Enter into the picture a gangster names Maman who seems to offer them a way out of the slums, but at a price. Jamal refuses the temptation, but Salim’s choice will affect the three of them for the rest of their lives and is still resonating in Jamal’s life, even as he sits at the verge of winning 20 million rupees on a TV show many years later.
So, how did Jamal know all those answers? And, what is to become of Salim and Latika? You have to watch the film for the answers.
Does the film live up to the hype? Well, I do have to admit I did enjoy the film more than I thought I would.
In particular, the 9 actors that play the main 3 characters at different times in their lives are phenomenal. And, the plot devices that show how Jamal learns the answers to the questions that in the future are going to change his life are clever.
Even though I am not the biggest fan of “romance” movies, watching how Jamal and Latika’s lives continually intersect was done tastefully and not too saccharine.
Besides the spectacular performances by the young Indian cast, the other star of this film is the cinematography by Anthony Dod Mantle (Dogville, 28 Days Later). It is vibrant, lush, and each frame is filled with the colors and textures of India.
I think the reason why people went crazy for this film is that at its heart, it is a story of hope springing eternal. And, with so many experiencing economic problems, our country still fighting a war that can’t be won and so much that is changing and unsure right now, a sweet story about a little boy that achieves so much with so little really touched people.
So, I have to say I recommend this film, if only to watch the marvelously unaffected and natural performances by the young leads and the lush and agile cinematography. And, if you love a good romance story, it’s here too.
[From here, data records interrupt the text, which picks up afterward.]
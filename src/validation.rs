//! Payload schemas.
//!
//! Every create/update payload implements [`Validate`]. Repositories only
//! accept [`Validated`] payloads, so a payload the schema rejects cannot
//! reach storage.

use std::fmt;
use std::ops::Deref;
use std::str::FromStr;

use thiserror::Error;
use uuid::Uuid;

use crate::models::{OrgId, UserId};

/// A single field-level failure.
#[derive(Debug, Clone, PartialEq, Eq)]
pub struct FieldError {
    pub field: &'static str,
    pub message: String,
}

impl FieldError {
    pub fn new(field: &'static str, message: impl Into<String>) -> Self {
        Self {
            field,
            message: message.into(),
        }
    }
}

/// All field failures of one payload, in the order they were found.
#[derive(Debug, Clone, Default, PartialEq, Eq, Error)]
pub struct ValidationErrors {
    errors: Vec<FieldError>,
}

impl ValidationErrors {
    pub fn single(field: &'static str, message: impl Into<String>) -> Self {
        Self {
            errors: vec![FieldError::new(field, message)],
        }
    }

    pub fn errors(&self) -> &[FieldError] {
        &self.errors
    }

    pub fn is_empty(&self) -> bool {
        self.errors.is_empty()
    }

    /// First message reported for `field`, if any.
    pub fn message_for(&self, field: &str) -> Option<&str> {
        self.errors
            .iter()
            .find(|e| e.field == field)
            .map(|e| e.message.as_str())
    }

    pub fn merge(&mut self, other: ValidationErrors) {
        self.errors.extend(other.errors);
    }
}

impl From<Vec<FieldError>> for ValidationErrors {
    fn from(errors: Vec<FieldError>) -> Self {
        Self { errors }
    }
}

impl fmt::Display for ValidationErrors {
    fn fmt(&self, f: &mut fmt::Formatter<'_>) -> fmt::Result {
        let joined = self
            .errors
            .iter()
            .map(|e| format!("{}: {}", e.field, e.message))
            .collect::<Vec<_>>()
            .join("; ");
        f.write_str(&joined)
    }
}

/// A payload that passed its schema.
#[derive(Debug, Clone, PartialEq)]
pub struct Validated<T>(T);

impl<T> Validated<T> {
    pub fn into_inner(self) -> T {
        self.0
    }
}

impl<T> Deref for Validated<T> {
    type Target = T;

    fn deref(&self) -> &T {
        &self.0
    }
}

pub trait Validate: Sized {
    fn validate(&self) -> Result<(), ValidationErrors>;

    fn validated(self) -> Result<Validated<Self>, ValidationErrors> {
        self.validate()?;
        Ok(Validated(self))
    }
}

fn characters(n: usize) -> &'static str {
    if n == 1 {
        "character"
    } else {
        "characters"
    }
}

/// Accumulates field errors for one payload.
#[derive(Debug, Default)]
pub struct Validator {
    errors: Vec<FieldError>,
}

impl Validator {
    pub fn new() -> Self {
        Self::default()
    }

    pub fn add(&mut self, field: &'static str, message: impl Into<String>) -> &mut Self {
        self.errors.push(FieldError::new(field, message));
        self
    }

    pub fn text(
        &mut self,
        field: &'static str,
        label: &str,
        value: &str,
        min: usize,
        max: usize,
    ) -> &mut Self {
        let len = value.chars().count();
        if len < min {
            self.add(
                field,
                format!("{} must be at least {} {} long", label, min, characters(min)),
            );
        } else if len > max {
            self.add(
                field,
                format!("{} must be at most {} {} long", label, max, characters(max)),
            );
        }
        self
    }

    pub fn optional_text(
        &mut self,
        field: &'static str,
        label: &str,
        value: Option<&str>,
        min: usize,
        max: usize,
    ) -> &mut Self {
        if let Some(v) = value {
            self.text(field, label, v, min, max);
        }
        self
    }

    /// An empty value is accepted; updates use it to clear the field.
    pub fn url(&mut self, field: &'static str, label: &str, value: Option<&str>) -> &mut Self {
        if let Some(v) = value.filter(|v| !v.is_empty()) {
            if !(v.starts_with("https://") || v.starts_with("http://")) {
                self.add(field, format!("{} must be a valid http(s) URL", label));
            } else if v.chars().count() > 2048 {
                self.add(field, format!("{} must be at most 2048 characters long", label));
            }
        }
        self
    }

    pub fn org_id(&mut self, field: &'static str, value: &str) -> &mut Self {
        if let Err(e) = OrgId::parse(value) {
            self.add(field, format!("Organization ID {}", e));
        }
        self
    }

    pub fn user_id(&mut self, field: &'static str, label: &str, value: &str) -> &mut Self {
        if let Err(e) = UserId::parse(value) {
            self.add(field, format!("{} {}", label, e));
        }
        self
    }

    pub fn optional_user_id(
        &mut self,
        field: &'static str,
        label: &str,
        value: Option<&str>,
    ) -> &mut Self {
        if let Some(v) = value {
            self.user_id(field, label, v);
        }
        self
    }

    pub fn positive(&mut self, field: &'static str, label: &str, value: i32) -> &mut Self {
        if value < 1 {
            self.add(field, format!("{} must be at least 1", label));
        }
        self
    }

    pub fn finish(&mut self) -> Result<(), ValidationErrors> {
        if self.errors.is_empty() {
            Ok(())
        } else {
            Err(ValidationErrors::from(std::mem::take(&mut self.errors)))
        }
    }
}

/// Parses a record id received on the wire.
pub fn parse_uuid(field: &'static str, value: &str) -> Result<Uuid, ValidationErrors> {
    if value.is_empty() {
        return Err(ValidationErrors::single(field, format!("{} is required", field)));
    }
    Uuid::parse_str(value)
        .map_err(|_| ValidationErrors::single(field, format!("{} must be a valid UUID", field)))
}

pub fn parse_optional_uuid(
    field: &'static str,
    value: Option<&str>,
) -> Result<Option<Uuid>, ValidationErrors> {
    value.map(|v| parse_uuid(field, v)).transpose()
}

/// Parses an enumerated field, reporting the accepted values on failure.
pub fn parse_enum<E>(field: &'static str, value: &str) -> Result<E, ValidationErrors>
where
    E: FromStr,
    E::Err: fmt::Display,
{
    value
        .parse::<E>()
        .map_err(|e| ValidationErrors::single(field, e.to_string()))
}

pub fn parse_optional_enum<E>(
    field: &'static str,
    value: Option<&str>,
) -> Result<Option<E>, ValidationErrors>
where
    E: FromStr,
    E::Err: fmt::Display,
{
    value.map(|v| parse_enum(field, v)).transpose()
}

#[cfg(test)]
mod tests {
    use super::*;
    use rstest::rstest;

    #[rstest]
    #[case("", Some("Name must be at least 1 character long"))]
    #[case("Laptops", None)]
    fn test_text_bounds(#[case] value: &str, #[case] expected: Option<&str>) {
        let result = Validator::new().text("name", "Name", value, 1, 255).finish();
        assert_eq!(
            result.err().as_ref().and_then(|e| e.message_for("name")),
            expected
        );
    }

    #[rstest]
    #[case(None, None)]
    #[case(Some(""), None)]
    #[case(Some("https://cdn.example.com/a.png"), None)]
    #[case(Some("ftp://cdn.example.com/a.png"), Some("Image URL must be a valid http(s) URL"))]
    fn test_url_rules(#[case] value: Option<&str>, #[case] expected: Option<&str>) {
        let result = Validator::new().url("image_url", "Image URL", value).finish();
        assert_eq!(
            result.as_ref().err().and_then(|e| e.message_for("image_url")),
            expected
        );
    }

    #[test]
    fn test_text_counts_characters_not_bytes() {
        let value = "é".repeat(255);
        assert!(Validator::new().text("name", "Name", &value, 1, 255).finish().is_ok());
        let too_long = "é".repeat(256);
        let err = Validator::new()
            .text("name", "Name", &too_long, 1, 255)
            .finish()
            .unwrap_err();
        assert_eq!(
            err.message_for("name"),
            Some("Name must be at most 255 characters long")
        );
    }

    #[test]
    fn test_validator_collects_every_field() {
        let err = Validator::new()
            .text("title", "Title", "", 1, 255)
            .positive("quantity", "Quantity", 0)
            .url("image_url", "Image URL", Some("ftp://example.com/a.png"))
            .finish()
            .unwrap_err();
        let fields: Vec<_> = err.errors().iter().map(|e| e.field).collect();
        assert_eq!(fields, vec!["title", "quantity", "image_url"]);
        assert_eq!(
            err.to_string(),
            "title: Title must be at least 1 character long; \
             quantity: Quantity must be at least 1; \
             image_url: Image URL must be a valid http(s) URL"
        );
    }

    #[test]
    fn test_parse_uuid_requires_value() {
        let err = parse_uuid("id", "").unwrap_err();
        assert_eq!(err.message_for("id"), Some("id is required"));
        let err = parse_uuid("id", "not-a-uuid").unwrap_err();
        assert_eq!(err.message_for("id"), Some("id must be a valid UUID"));
    }
}
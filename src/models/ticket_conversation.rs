use chrono::{DateTime, Utc};
use sqlx::FromRow;
use uuid::Uuid;

use crate::validation::{Validate, ValidationErrors, Validator};

/// One message in a ticket's thread.
#[derive(Debug, Clone, PartialEq, FromRow)]
pub struct TicketConversation {
    pub id: Uuid,
    pub ticket_id: Uuid,
    pub author_id: String,
    pub message: String,
    pub organization_id: String,
    pub created_at: DateTime<Utc>,
}

#[derive(Debug, Clone, PartialEq)]
pub struct NewTicketConversation {
    pub ticket_id: Uuid,
    pub author_id: String,
    pub message: String,
    pub organization_id: String,
}

impl Validate for NewTicketConversation {
    fn validate(&self) -> Result<(), ValidationErrors> {
        Validator::new()
            .text("message", "Message", &self.message, 1, 5000)
            .user_id("author_id", "Author ID", &self.author_id)
            .org_id("organization_id", &self.organization_id)
            .finish()
    }
}

#[cfg(test)]
mod tests {
    use super::*;

    #[test]
    fn test_blank_message_rejected() {
        let err = NewTicketConversation {
            ticket_id: Uuid::new_v4(),
            author_id: "user_2abcdefghijklmnopqrstuvwxyz".to_string(),
            message: String::new(),
            organization_id: "org_2abcdefghijklmnopqrstuvwxyz".to_string(),
        }
        .validate()
        .unwrap_err();
        assert_eq!(
            err.message_for("message"),
            Some("Message must be at least 1 character long")
        );
    }
}
pub mod pool;

pub use pool::{create_pool, run_migrations};
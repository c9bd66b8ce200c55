pub mod config;
pub mod db;
pub mod error;
pub mod middleware;
pub mod models;
pub mod proto;
pub mod repository;
pub mod services;
pub mod storage;
pub mod usecases;
pub mod validation;

pub use config::Config;
pub use error::{AppError, AppResult};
Presented in Anamorphic widescreen, the film looks great in high definition. The colors are vibrant which is absolutely essential when you are shooting the rich color palette of India. The black levels are a bit weak and the level of detail changes a bit throughout. While not the most stunning blu ray release of all time, it is respectable.
The film is presented in 5.1 DTS HD Master audio. The dialogue is crystal clear throughout and mixed well with the lively soundtrack. The bass isn’t booming, but it wouldn’t suit this film. I noticed nice usage of the rear speakers with a pleasant mix of ambient sounds throughout.
The Packaging and Bonus Features
Slumdog Millionaire: Blu Ray is presented a standard Blu Ray amaray case with understated artwork appropriate for the film presented.
Some nice bonus features await your discovery on this release. First up, a commentary Director Danny Boyle and Actor Dev Patel is offered and gives some fascinating insight in the film and the story of Jamal, Salim and Latika.
A commentary with Producer Christian Colson and Writer Simon Beaufoy is also offered. While more technical and less entertaining than the first commentary, it is definitely worth a listen.
Deleted Scenes, 12 in all, are here for your enjoyment as well as Slumdog Dreams: Danny Boyle and the Making of Slumdog Millionaire is a solid featurette detailing the struggles of getting the film made and shot.
Slumdog Cutdown has scenes from the movie intercut with the soundtrack. From Script to Screen: Toilet Scene shows how one of the scenes from the script made it to film.
Manjha: An Indian Short film is a brief look into the realities of growing up in the poverty stricken areas of India.
Bombay Liquid Dance is a music video and two theatrical trailers round out the bonus features offered.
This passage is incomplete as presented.